Последние дни я болтал с учениками. Мы теперь лучше понимаем друг друга; они уже не обижаются на меня за то, что я не Заратустра; более того — они меня чуточку жалеют: они многое усвоили, поняли, например, что и преподаватель философии с дипломом имеет право быть жалким типом; в определенном смысле, как всякий другой, как они. Вот-вот, теперь я уже не так отличаюсь от них.
Я с ними болтаю: отныне таков мой метод работы. Мысль до них лучше доходит, когда они получают ее по недосмотру, и дружеский тон им больше по вкусу, чем наставительный; я хорошо сделал, не попав в расставленную мне ловушку, отказавшись разыгрывать пророка, ясновидца, оракула, изрекающего темные истины. Вначале они этого требовали, но только потому, что слегка меня побаивались; и поскольку директор под предлогом, что я, мол, с дипломом и к тому же симпатичный марсианин, априорно даровал мне папскую непогрешимость. Скотина!
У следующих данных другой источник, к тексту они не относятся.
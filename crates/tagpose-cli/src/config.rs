//! Configuration – reads/writes `~/.tagpose/config.toml`.

use serde::{Deserialize, Serialize};
use std::fs;
use std::path::{Path, PathBuf};
use tagpose_types::{EvictionPolicy, SmoothingConfig};

/// Persisted configuration of the replay tool.
#[derive(Debug, Clone, PartialEq, Serialize, Deserialize)]
pub struct Config {
    /// A marker must be seen in more than this many consecutive frames
    /// before its position is published.
    #[serde(default = "default_min_ticks")]
    pub min_ticks: u64,

    /// Topic prefix; positions go to `{prefix}{id}/position`.
    #[serde(default = "default_topic_prefix")]
    pub topic_prefix: String,

    /// Filter tuning and state retention.
    #[serde(default)]
    pub smoothing: SmoothingConfig,
}

fn default_min_ticks() -> u64 {
    5
}
fn default_topic_prefix() -> String {
    "robot/".to_string()
}

impl Default for Config {
    fn default() -> Self {
        Self {
            min_ticks: default_min_ticks(),
            topic_prefix: default_topic_prefix(),
            smoothing: SmoothingConfig::default(),
        }
    }
}

/// Return the path to `~/.tagpose/config.toml`.
pub fn config_path() -> PathBuf {
    config_path_for_home(
        &std::env::var("HOME")
            .or_else(|_| std::env::var("USERPROFILE"))
            .unwrap_or_else(|_| ".".to_string()),
    )
}

/// Build the config path relative to the given home directory.
pub(crate) fn config_path_for_home(home: &str) -> PathBuf {
    PathBuf::from(home).join(".tagpose").join("config.toml")
}

/// Load the config from `path` (or `~/.tagpose/config.toml`), apply
/// environment overrides and validate the result.  Returns `None` if the
/// file does not exist.
pub fn load(path: Option<&Path>) -> Result<Option<Config>, String> {
    let path = path.map(Path::to_path_buf).unwrap_or_else(config_path);
    let Some(mut cfg) = load_from(&path)? else {
        return Ok(None);
    };
    apply_env_overrides(&mut cfg);
    cfg.smoothing.validate().map_err(|e| e.to_string())?;
    Ok(Some(cfg))
}

/// Read and validate the config file at `path`, without environment
/// overrides.
pub(crate) fn load_from(path: &Path) -> Result<Option<Config>, String> {
    if !path.exists() {
        return Ok(None);
    }
    let raw = fs::read_to_string(path)
        .map_err(|e| format!("Failed to read config at {}: {}", path.display(), e))?;
    let cfg: Config =
        toml::from_str(&raw).map_err(|e| format!("Failed to parse config: {}", e))?;
    cfg.smoothing.validate().map_err(|e| e.to_string())?;
    Ok(Some(cfg))
}

/// Apply `TAGPOSE_*` environment variable overrides to `cfg`.
///
/// | Variable | Config field |
/// |---|---|
/// | `TAGPOSE_MIN_TICKS` | `min_ticks` |
/// | `TAGPOSE_TOPIC_PREFIX` | `topic_prefix` |
/// | `TAGPOSE_EVICT_AFTER_SECS` | `smoothing.eviction` (`UnseenFor`) |
/// | `TAGPOSE_POSITION_MIN_CUTOFF` | `smoothing.position.min_cutoff` |
/// | `TAGPOSE_YAW_MIN_CUTOFF` | `smoothing.yaw.min_cutoff` |
///
/// Values that fail to parse are ignored.
pub fn apply_env_overrides(cfg: &mut Config) {
    if let Ok(v) = std::env::var("TAGPOSE_MIN_TICKS")
        && let Ok(ticks) = v.parse::<u64>()
    {
        cfg.min_ticks = ticks;
    }
    if let Ok(v) = std::env::var("TAGPOSE_TOPIC_PREFIX") {
        cfg.topic_prefix = v;
    }
    if let Ok(v) = std::env::var("TAGPOSE_EVICT_AFTER_SECS")
        && let Ok(secs) = v.parse::<f64>()
    {
        cfg.smoothing.eviction = EvictionPolicy::UnseenFor { secs };
    }
    if let Ok(v) = std::env::var("TAGPOSE_POSITION_MIN_CUTOFF")
        && let Ok(cutoff) = v.parse::<f64>()
    {
        cfg.smoothing.position.min_cutoff = cutoff;
    }
    if let Ok(v) = std::env::var("TAGPOSE_YAW_MIN_CUTOFF")
        && let Ok(cutoff) = v.parse::<f64>()
    {
        cfg.smoothing.yaw.min_cutoff = cutoff;
    }
}

/// Save the config to a specific path, creating parent directories.
pub fn save_to(cfg: &Config, path: &Path) -> Result<(), String> {
    if let Some(parent) = path.parent() {
        fs::create_dir_all(parent)
            .map_err(|e| format!("Failed to create config directory: {}", e))?;
    }
    let raw =
        toml::to_string_pretty(cfg).map_err(|e| format!("Failed to serialize config: {}", e))?;
    fs::write(path, raw)
        .map_err(|e| format!("Failed to write config at {}: {}", path.display(), e))
}

#[cfg(test)]
mod tests {
    use super::*;
    use tagpose_types::FilterParams;

    #[test]
    fn config_path_points_to_tagpose_dir() {
        let p = config_path_for_home("/home/testuser");
        assert!(p.to_string_lossy().contains(".tagpose"));
        assert!(p.to_string_lossy().ends_with("config.toml"));
    }

    #[test]
    fn load_from_returns_none_when_missing() {
        let dir = tempfile::tempdir().expect("tmp dir");
        let path = config_path_for_home(&dir.path().to_string_lossy());
        assert!(load_from(&path).expect("no error").is_none());
    }

    #[test]
    fn roundtrip_custom_config() {
        let dir = tempfile::tempdir().expect("tmp dir");
        let path = config_path_for_home(&dir.path().to_string_lossy());

        let mut cfg = Config::default();
        cfg.min_ticks = 2;
        cfg.smoothing.yaw = FilterParams::new(1.5, 0.2, 4.0);
        cfg.smoothing.eviction = EvictionPolicy::UnseenFor { secs: 3.0 };
        save_to(&cfg, &path).expect("save");

        let loaded = load_from(&path).expect("load ok").expect("some");
        assert_eq!(loaded, cfg);
    }

    #[test]
    fn partial_file_falls_back_to_defaults() {
        let dir = tempfile::tempdir().expect("tmp dir");
        let path = dir.path().join("partial.toml");
        std::fs::write(&path, "[smoothing.position]\nmin_cutoff = 2.0\nbeta = 0.0\nd_cutoff = 1.0\n")
            .unwrap();

        let loaded = load_from(&path).expect("load ok").expect("some");
        assert_eq!(loaded.min_ticks, 5);
        assert_eq!(loaded.topic_prefix, "robot/");
        assert_eq!(loaded.smoothing.position, FilterParams::new(2.0, 0.0, 1.0));
        assert_eq!(loaded.smoothing.yaw, FilterParams::default());
        assert_eq!(loaded.smoothing.eviction, EvictionPolicy::Never);
    }

    #[test]
    fn invalid_filter_params_are_reported() {
        let dir = tempfile::tempdir().expect("tmp dir");
        let path = dir.path().join("bad.toml");
        std::fs::write(&path, "[smoothing.yaw]\nmin_cutoff = 1.0\nbeta = -2.0\nd_cutoff = 1.0\n")
            .unwrap();
        let err = load_from(&path).unwrap_err();
        assert!(err.contains("beta"), "{err}");
    }

    #[test]
    fn unparseable_file_is_reported() {
        let dir = tempfile::tempdir().expect("tmp dir");
        let path = dir.path().join("broken.toml");
        std::fs::write(&path, "min_ticks = \"many\"").unwrap();
        assert!(load_from(&path).unwrap_err().starts_with("Failed to parse config"));
    }

    #[test]
    fn apply_env_overrides_changes_min_ticks() {
        // SAFETY: single-threaded test; no data races on env vars.
        unsafe { std::env::set_var("TAGPOSE_MIN_TICKS", "12") };
        let mut cfg = Config::default();
        apply_env_overrides(&mut cfg);
        assert_eq!(cfg.min_ticks, 12);
        unsafe { std::env::remove_var("TAGPOSE_MIN_TICKS") };
    }

    #[test]
    fn apply_env_overrides_enables_eviction() {
        // SAFETY: single-threaded test; no data races on env vars.
        unsafe { std::env::set_var("TAGPOSE_EVICT_AFTER_SECS", "4.5") };
        let mut cfg = Config::default();
        apply_env_overrides(&mut cfg);
        assert_eq!(cfg.smoothing.eviction, EvictionPolicy::UnseenFor { secs: 4.5 });
        unsafe { std::env::remove_var("TAGPOSE_EVICT_AFTER_SECS") };
    }

    #[test]
    fn apply_env_overrides_changes_cutoffs() {
        // SAFETY: single-threaded test; no data races on env vars.
        unsafe {
            std::env::set_var("TAGPOSE_POSITION_MIN_CUTOFF", "0.8");
            std::env::set_var("TAGPOSE_YAW_MIN_CUTOFF", "1.2");
        }
        let mut cfg = Config::default();
        apply_env_overrides(&mut cfg);
        assert_eq!(cfg.smoothing.position.min_cutoff, 0.8);
        assert_eq!(cfg.smoothing.yaw.min_cutoff, 1.2);
        unsafe {
            std::env::remove_var("TAGPOSE_POSITION_MIN_CUTOFF");
            std::env::remove_var("TAGPOSE_YAW_MIN_CUTOFF");
        }
    }

    #[test]
    fn apply_env_overrides_changes_topic_prefix() {
        // SAFETY: single-threaded test; no data races on env vars.
        unsafe { std::env::set_var("TAGPOSE_TOPIC_PREFIX", "arena/") };
        let mut cfg = Config::default();
        apply_env_overrides(&mut cfg);
        assert_eq!(cfg.topic_prefix, "arena/");
        unsafe { std::env::remove_var("TAGPOSE_TOPIC_PREFIX") };
    }
}
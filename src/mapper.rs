//! Packet-number to encoding-group mapping.
//!
//! Each path runs its own packet-number space, so an ACK or loss report for
//! `(path, packet_number)` has to be translated back to the logical block it
//! carried. The mapper maintains the forward index for that lookup and a
//! per-group index so a whole group's packets can be found when the group is
//! retired.

use std::collections::HashMap;

use tracing::debug;

/// One emitted packet's place in the FEC universe.
#[derive(Debug, Clone, Copy, PartialEq, Eq)]
pub struct PacketMapping {
    /// Encoding group the packet belongs to.
    pub group_id: u64,
    /// Block index within the group, `0..k+m`.
    pub block_index: u32,
    /// Path the packet was emitted on.
    pub path_id: u32,
    /// Per-path packet number assigned at emission.
    pub packet_number: u64,
    /// Whether the packet carried a repair block.
    pub is_repair: bool,
}

/// Bidirectional mapping between `(path, packet_number)` and group blocks.
#[derive(Debug, Default)]
pub struct PacketNumberMapper {
    by_packet: HashMap<(u32, u64), PacketMapping>,
    by_group: HashMap<u64, Vec<PacketMapping>>,
}

impl PacketNumberMapper {
    pub fn new() -> Self {
        Self::default()
    }

    /// Number of live mappings.
    pub fn len(&self) -> usize {
        self.by_packet.len()
    }

    pub fn is_empty(&self) -> bool {
        self.by_packet.is_empty()
    }

    /// Record an emitted packet in both indices.
    pub fn add(
        &mut self,
        group_id: u64,
        block_index: u32,
        path_id: u32,
        packet_number: u64,
        is_repair: bool,
    ) {
        let mapping = PacketMapping {
            group_id,
            block_index,
            path_id,
            packet_number,
            is_repair,
        };
        self.by_packet.insert((path_id, packet_number), mapping);
        self.by_group.entry(group_id).or_default().push(mapping);
    }

    /// Look up the block a packet carried.
    pub fn lookup(&self, path_id: u32, packet_number: u64) -> Option<&PacketMapping> {
        self.by_packet.get(&(path_id, packet_number))
    }

    /// All packets emitted for a group, in emission order.
    pub fn lookup_group(&self, group_id: u64) -> &[PacketMapping] {
        self.by_group
            .get(&group_id)
            .map(Vec::as_slice)
            .unwrap_or(&[])
    }

    /// Drop every mapping whose group is below the horizon, from both
    /// indices atomically.
    pub fn cleanup(&mut self, before_group_id: u64) {
        let by_packet = &mut self.by_packet;
        let mut dropped = 0usize;
        self.by_group.retain(|&group_id, mappings| {
            if group_id < before_group_id {
                for mapping in mappings.iter() {
                    by_packet.remove(&(mapping.path_id, mapping.packet_number));
                    dropped += 1;
                }
                false
            } else {
                true
            }
        });
        if dropped > 0 {
            debug!(before_group_id, dropped, "stale packet mappings removed");
        }
    }
}
//! Receive-side group reassembly and recovery.
//!
//! Frames arrive out of order, across paths, and possibly duplicated. Each
//! frame is slotted into its group by block index; once any `k` distinct
//! blocks are present the codec runs exactly once and the group moves to
//! `Recovered` (or `Abandoned` on decode failure). Late frames for finished
//! groups are dropped.
//!
//! The wire header carries `total_blocks = k + m` but not `k` itself, so the
//! receiver infers `k` from frame-type evidence: every source index is below
//! `k` and every repair index at least `k`, and the sender keeps
//! `1 <= m <= k`. When the resulting interval still contains more than one
//! candidate, the sender's default 2:1 shape breaks the tie.

use std::collections::{BTreeMap, HashMap};

use tracing::{debug, info, warn};

use crate::codec::BlockCodec;
use crate::frame::FecFrame;

/// Lifecycle of a receive-side group. Transitions are one-way.
#[derive(Debug, Clone, Copy, PartialEq, Eq)]
enum GroupState {
    Collecting,
    Recovered,
    Abandoned,
}

#[derive(Debug)]
struct ReceivedGroup {
    total_blocks: u32,
    block_size: usize,
    /// block index -> payload
    blocks: BTreeMap<u32, Vec<u8>>,
    /// Highest source index seen; `k` must exceed it.
    max_source_index: Option<u32>,
    /// Lowest repair index seen; `k` cannot exceed it.
    min_repair_index: Option<u32>,
    state: GroupState,
}

impl ReceivedGroup {
    fn new(total_blocks: u32, block_size: usize) -> Self {
        Self {
            total_blocks,
            block_size,
            blocks: BTreeMap::new(),
            max_source_index: None,
            min_repair_index: None,
            state: GroupState::Collecting,
        }
    }

    /// Infer `(k, m)` from the evidence gathered so far.
    fn inferred_rate(&self) -> (u32, u32) {
        let total = self.total_blocks.max(2);
        // k > max source index, k <= min repair index, 1 <= m <= k.
        let lo = self
            .max_source_index
            .map_or(1, |i| i + 1)
            .max((total + 1) / 2);
        let hi = self.min_repair_index.unwrap_or(total - 1).min(total - 1);
        let k = if lo >= hi {
            hi.max(1)
        } else {
            ((total * 2) / 3).clamp(lo, hi)
        };
        (k, total - k)
    }
}

/// Receive-side mirror of the group manager.
#[derive(Debug, Default)]
pub struct GroupReceiver {
    groups: HashMap<u64, ReceivedGroup>,
    /// Codec cache keyed by rate; rates repeat far more often than groups.
    codecs: HashMap<(u32, u32, usize), BlockCodec>,
    /// Cumulative count of source blocks reconstructed by decode.
    recovered_blocks: u64,
    highest_group_id: u64,
}

impl GroupReceiver {
    pub fn new() -> Self {
        Self::default()
    }

    /// Number of groups currently tracked.
    pub fn len(&self) -> usize {
        self.groups.len()
    }

    pub fn is_empty(&self) -> bool {
        self.groups.is_empty()
    }

    /// Highest group id observed so far.
    pub fn highest_group_id(&self) -> u64 {
        self.highest_group_id
    }

    /// Cumulative source blocks handed back by successful decodes.
    pub fn recovered_blocks(&self) -> u64 {
        self.recovered_blocks
    }

    /// Insert one frame and attempt recovery.
    ///
    /// Returns the group's `k` source blocks in index order on the first
    /// successful decode, and an empty vector otherwise. Duplicate frames
    /// and frames for finished groups are silently dropped.
    pub fn on_frame(&mut self, frame: FecFrame) -> Vec<Vec<u8>> {
        // Ungrouped passthrough frame (sender had FEC disabled): deliver the
        // payload as-is, no group state.
        if frame.header.total_blocks <= 1 && frame.is_source() {
            return vec![frame.payload];
        }

        let group_id = frame.header.group_id;
        self.highest_group_id = self.highest_group_id.max(group_id);

        let (k, m, block_size) = {
            let group = self.groups.entry(group_id).or_insert_with(|| {
                ReceivedGroup::new(frame.header.total_blocks, frame.payload.len())
            });

            if group.state != GroupState::Collecting {
                debug!(group_id, "late frame for finished group dropped");
                return Vec::new();
            }
            if frame.payload.len() != group.block_size
                || frame.header.block_index >= group.total_blocks
            {
                warn!(
                    group_id,
                    block_index = frame.header.block_index,
                    "malformed frame for group dropped"
                );
                return Vec::new();
            }
            let index = frame.header.block_index;
            if group.blocks.contains_key(&index) {
                debug!(group_id, block_index = index, "duplicate frame dropped");
                return Vec::new();
            }

            if frame.is_source() {
                group.max_source_index =
                    Some(group.max_source_index.map_or(index, |i| i.max(index)));
            } else {
                group.min_repair_index =
                    Some(group.min_repair_index.map_or(index, |i| i.min(index)));
            }
            group.blocks.insert(index, frame.payload);

            let (k, m) = group.inferred_rate();
            if (group.blocks.len() as u32) < k {
                return Vec::new();
            }
            (k, m, group.block_size)
        };

        // Enough blocks: decode exactly once.
        let key = (k, m, block_size);
        if !self.codecs.contains_key(&key) {
            match BlockCodec::new(k, m, block_size) {
                Ok(codec) => {
                    self.codecs.insert(key, codec);
                }
                Err(err) => {
                    // total_blocks from the wire is untrusted; an unusable
                    // inferred rate means the group can never decode.
                    warn!(group_id, k, m, %err, "inferred rate unusable, abandoning group");
                    if let Some(group) = self.groups.get_mut(&group_id) {
                        group.state = GroupState::Abandoned;
                    }
                    return Vec::new();
                }
            }
        }

        let codec = match self.codecs.get(&key) {
            Some(codec) => codec,
            None => return Vec::new(),
        };
        let group = match self.groups.get_mut(&group_id) {
            Some(group) => group,
            None => return Vec::new(),
        };

        let shares: Vec<(u32, &[u8])> = group
            .blocks
            .iter()
            .map(|(&i, block)| (i, block.as_slice()))
            .collect();

        match codec.decode(&shares) {
            Ok(recovered) => {
                group.state = GroupState::Recovered;
                self.recovered_blocks += recovered.len() as u64;
                info!(group_id, k, m, "group recovered");
                recovered
            }
            Err(err) => {
                warn!(group_id, %err, "decode failed, abandoning group");
                group.state = GroupState::Abandoned;
                Vec::new()
            }
        }
    }

    /// Drop all groups with `group_id < before_id`; groups still collecting
    /// move straight to abandoned.
    pub fn cleanup(&mut self, before_id: u64) {
        let before = self.groups.len();
        self.groups.retain(|&id, _| id >= before_id);
        let dropped = before - self.groups.len();
        if dropped > 0 {
            debug!(before_id, dropped, "receive groups retired");
        }
    }
}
Теперь дело пошло на лад; хоть я и не читаю курса так, как положено; хоть я и выделяюсь по-прежнему оригинальничанием в одежде и еще чем-то, сам не знаю чем, я тем не менее стал одним из преподавателей, почти таким же, как и все прочие. Воспитанники меня приняли.
Другие преподаватели называют их по имени и на «ты»: но это не для меня. Я для этого недостаточно прост; мне кажется, что в тыканьи с моей стороны было бы что-то оскорбительное. Как бы я ни старался, между ними и мной остается какой-то заслон, иногда более, иногда менее прозрачный; и чем больше я силюсь его уничтожить, тем он плотней. Я не создан быть простым, ничего не попишешь. Или, вернее, я-то прост! Мне кажется, что я прост; только на свой манер, не так, как это понимают другие; я прост, потому что говорю и поступаю в соответствии со своими представлениями; это и значит быть простым. И если бы не страх перед другими, я был бы еще проще; но тогда меня сочли бы дурно воспитанным; потому что мне в свою очередь многие вещи кажутся весьма дурно воспитанными; в особенности по отношению ко мне. И я всегда отступаю перед этими вещами; делаю вид, что не замечаю их глубочайшей подлости; строю им улыбки, этим проклятым вещам! Но только из вежливости, потому что пользы мне от этого никакой.
Я вежлив, это уж точно; бесконечно вежлив. Я не забыл предупредительности, с которой меня обучали в детстве; теперь предупредителен я сам. Просто мы поменялись местами.
Я вежлив, поэтому не могу быть фамильярным с учениками, как другие преподаватели: я умею говорить только «вы» людям, моим ученикам (ведь мои ученики люди, не так ли?), три часа в неделю безмолвно сидящим на несколько сантиметров ниже того уровня, на который поднимает меня должность преподавателя и кафедра. Тут уж ничего не поделаешь.
И однако, если я хочу принести пользу и научить их чему-то, нужно добиться, чтобы они заговорили со мной; заговорили со мной не снизу вверх, не из своего далека. Не думаю, что им стало бы проще, заговори я с ними на «ты»; в моих устах «ты» звучало бы совершенно иначе, чем у других преподавателей; так мне, во всяком случае, кажется; и это мешает мне обращаться к ним на «ты».
Вот я и не знаю толком, как из этого выпутаться; необходимо, однако, чтобы именно я помог всем нам выпутаться из этого положения. Мне осточертела роль патрона!
А они находят вполне естественным, что я выступаю в роли патрона; именно они-то и заставляют меня играть эту роль! Они возмутительно покорны. Со смешками первых дней покончено! Покончено и с требованием, чтобы я читал лекции! Они примирились со всем; со всем, что я делаю или чего не делаю. Они приспособились; они умудряются даже записывать мою тарабарщину; записывать — вот единственное, от чего их не оторвать!
Но важно как раз это: добиться, чтобы они бросили записывать; и чтобы спорили; оспаривали то, что я говорю. Эти их записи, записи, которые они делают, что бы я им ни наболтал, — свидетельство, условный знак, символ повиновения.
Что сделать, чтобы они взбунтовались против меня? Ибо, только взбунтовавшись против меня, они могут хоть чему-то у меня научиться. Да! Научиться тому, чему я пытаюсь их научить; тому, чему я обязан их научить, чему уж никто, кроме меня, их научить, безусловно, не может — бунту! Иначе мое пребывание лишено всякого смысла; в нем не больше смысла, чем в учебниках, которые они покупают, чтобы дополнить (мягко сказано!) мой «курс».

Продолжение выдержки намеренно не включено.